__ACTIVITY__
For the records below, print every one exactly, with nothing dropped.

__MATERIAL SHOWN__
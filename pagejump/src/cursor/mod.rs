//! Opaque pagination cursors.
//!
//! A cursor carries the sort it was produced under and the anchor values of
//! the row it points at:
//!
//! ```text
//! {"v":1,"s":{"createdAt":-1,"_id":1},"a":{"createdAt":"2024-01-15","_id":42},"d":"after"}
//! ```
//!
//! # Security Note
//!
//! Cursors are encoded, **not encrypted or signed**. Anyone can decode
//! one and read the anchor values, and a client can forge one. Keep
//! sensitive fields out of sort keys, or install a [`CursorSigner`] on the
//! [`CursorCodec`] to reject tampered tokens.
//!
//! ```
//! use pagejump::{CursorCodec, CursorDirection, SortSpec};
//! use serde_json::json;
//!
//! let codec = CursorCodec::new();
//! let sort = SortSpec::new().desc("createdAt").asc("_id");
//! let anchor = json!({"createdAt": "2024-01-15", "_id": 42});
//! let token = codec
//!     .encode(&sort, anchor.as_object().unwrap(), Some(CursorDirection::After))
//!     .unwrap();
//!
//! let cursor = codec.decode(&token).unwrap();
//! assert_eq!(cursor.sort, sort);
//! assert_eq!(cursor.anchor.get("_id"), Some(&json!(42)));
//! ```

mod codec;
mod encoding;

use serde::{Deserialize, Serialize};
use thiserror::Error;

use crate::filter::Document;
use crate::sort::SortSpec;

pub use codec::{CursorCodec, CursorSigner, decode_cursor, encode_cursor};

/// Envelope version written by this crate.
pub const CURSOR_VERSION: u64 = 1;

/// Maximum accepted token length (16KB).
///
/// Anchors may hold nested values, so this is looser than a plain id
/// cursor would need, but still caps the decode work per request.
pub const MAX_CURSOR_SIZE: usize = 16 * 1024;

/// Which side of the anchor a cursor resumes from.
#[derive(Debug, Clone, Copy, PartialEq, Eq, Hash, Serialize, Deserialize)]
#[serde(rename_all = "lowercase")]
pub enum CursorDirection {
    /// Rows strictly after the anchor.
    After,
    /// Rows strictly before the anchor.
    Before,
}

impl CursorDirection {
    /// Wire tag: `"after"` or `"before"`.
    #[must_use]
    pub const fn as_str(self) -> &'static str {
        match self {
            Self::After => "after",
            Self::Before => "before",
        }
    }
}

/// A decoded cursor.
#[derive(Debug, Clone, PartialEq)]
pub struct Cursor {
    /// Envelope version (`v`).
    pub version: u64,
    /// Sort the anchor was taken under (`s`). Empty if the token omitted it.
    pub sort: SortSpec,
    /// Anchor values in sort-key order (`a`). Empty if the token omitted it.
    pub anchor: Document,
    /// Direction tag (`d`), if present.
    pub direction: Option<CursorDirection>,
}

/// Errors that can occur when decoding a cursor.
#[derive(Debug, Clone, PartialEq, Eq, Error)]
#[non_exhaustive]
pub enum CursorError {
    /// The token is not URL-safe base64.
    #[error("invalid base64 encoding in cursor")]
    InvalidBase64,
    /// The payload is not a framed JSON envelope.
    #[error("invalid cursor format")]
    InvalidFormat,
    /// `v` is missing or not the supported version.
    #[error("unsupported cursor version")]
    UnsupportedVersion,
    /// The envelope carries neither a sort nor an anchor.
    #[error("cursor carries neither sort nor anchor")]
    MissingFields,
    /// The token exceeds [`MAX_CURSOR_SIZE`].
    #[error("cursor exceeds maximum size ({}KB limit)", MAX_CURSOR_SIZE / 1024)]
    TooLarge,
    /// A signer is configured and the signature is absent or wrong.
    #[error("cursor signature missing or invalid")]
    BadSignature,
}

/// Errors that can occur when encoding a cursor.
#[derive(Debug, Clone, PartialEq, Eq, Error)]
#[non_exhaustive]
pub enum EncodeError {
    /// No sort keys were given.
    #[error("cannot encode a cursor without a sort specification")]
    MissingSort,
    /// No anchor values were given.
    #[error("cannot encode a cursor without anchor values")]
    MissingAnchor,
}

__ANSWER TO THIS PROBLEM__
filename pagejump/src/cursor/mod.rs
//! Opaque pagination cursors.
//!
//! A cursor carries the sort it was produced under and the anchor values of
//! the row it points at:
//!
//! ```text
//! {"v":1,"s":{"createdAt":-1,"_id":1},"a":{"createdAt":"2024-01-15","_id":42},"d":"after"}
//! ```
//!
//! # Security Note
//!
//! Cursors are encoded, **not encrypted or signed**. Anyone can decode
//! one and read the anchor values, and a client can forge one. Keep
//! sensitive fields out of sort keys, or install a [`CursorSigner`] on the
//! [`CursorCodec`] to reject tampered tokens.
//!
//! ```
//! use pagejump::{CursorCodec, CursorDirection, SortSpec};
//! use serde_json::json;
//!
//! let codec = CursorCodec::new();
//! let sort = SortSpec::new().desc("createdAt").asc("_id");
//! let anchor = json!({"createdAt": "2024-01-15", "_id": 42});
//! let token = codec
//!     .encode(&sort, anchor.as_object().unwrap(), Some(CursorDirection::After))
//!     .unwrap();
//!
//! let cursor = codec.decode(&token).unwrap();
//! assert_eq!(cursor.sort, sort);
//! assert_eq!(cursor.anchor.get("_id"), Some(&json!(42)));
//! ```

mod codec;
mod encoding;

use serde::{Deserialize, Serialize};
use thiserror::Error;

use crate::filter::Document;
use crate::sort::SortSpec;

pub use codec::{CursorCodec, CursorSigner, decode_cursor, encode_cursor};

/// Envelope version written by this crate.
pub const CURSOR_VERSION: u64 = 1;

/// Maximum accepted token length (16KB).
///
/// Anchors may hold nested values, so this is looser than a plain id
/// cursor would need, but still caps the decode work per request.
pub const MAX_CURSOR_SIZE: usize = 16 * 1024;

/// Which side of the anchor a cursor resumes from.
#[derive(Debug, Clone, Copy, PartialEq, Eq, Hash, Serialize, Deserialize)]
#[serde(rename_all = "lowercase")]
pub enum CursorDirection {
    /// Rows strictly after the anchor.
    After,
    /// Rows strictly before the anchor.
    Before,
}

impl CursorDirection {
    /// Wire tag: `"after"` or `"before"`.
    #[must_use]
    pub const fn as_str(self) -> &'static str {
        match self {
            Self::After => "after",
            Self::Before => "before",
        }
    }
}

/// A decoded cursor.
#[derive(Debug, Clone, PartialEq)]
pub struct Cursor {
    /// Envelope version (`v`).
    pub version: u64,
    /// Sort the anchor was taken under (`s`). Empty if the token omitted it.
    pub sort: SortSpec,
    /// Anchor values in sort-key order (`a`). Empty if the token omitted it.
    pub anchor: Document,
    /// Direction tag (`d`), if present.
    pub direction: Option<CursorDirection>,
}

/// Errors that can occur when decoding a cursor.
#[derive(Debug, Clone, PartialEq, Eq, Error)]
#[non_exhaustive]
pub enum CursorError {
    /// The token is not URL-safe base64.
    #[error("invalid base64 encoding in cursor")]
    InvalidBase64,
    /// The payload is not a framed JSON envelope.
    #[error("invalid cursor format")]
    InvalidFormat,
    /// `v` is missing or not the supported version.
    #[error("unsupported cursor version")]
    UnsupportedVersion,
    /// The envelope carries neither a sort nor an anchor.
    #[error("cursor carries neither sort nor anchor")]
    MissingFields,
    /// The token exceeds [`MAX_CURSOR_SIZE`].
    #[error("cursor exceeds maximum size ({}KB limit)", MAX_CURSOR_SIZE / 1024)]
    TooLarge,
    /// A signer is configured and the signature is absent or wrong.
    #[error("cursor signature missing or invalid")]
    BadSignature,
}

/// Errors that can occur when encoding a cursor.
#[derive(Debug, Clone, PartialEq, Eq, Error)]
#[non_exhaustive]
pub enum EncodeError {
    /// No sort keys were given.
    #[error("cannot encode a cursor without a sort specification")]
    MissingSort,
    /// No anchor values were given.
    #[error("cannot encode a cursor without anchor values")]
    MissingAnchor,
}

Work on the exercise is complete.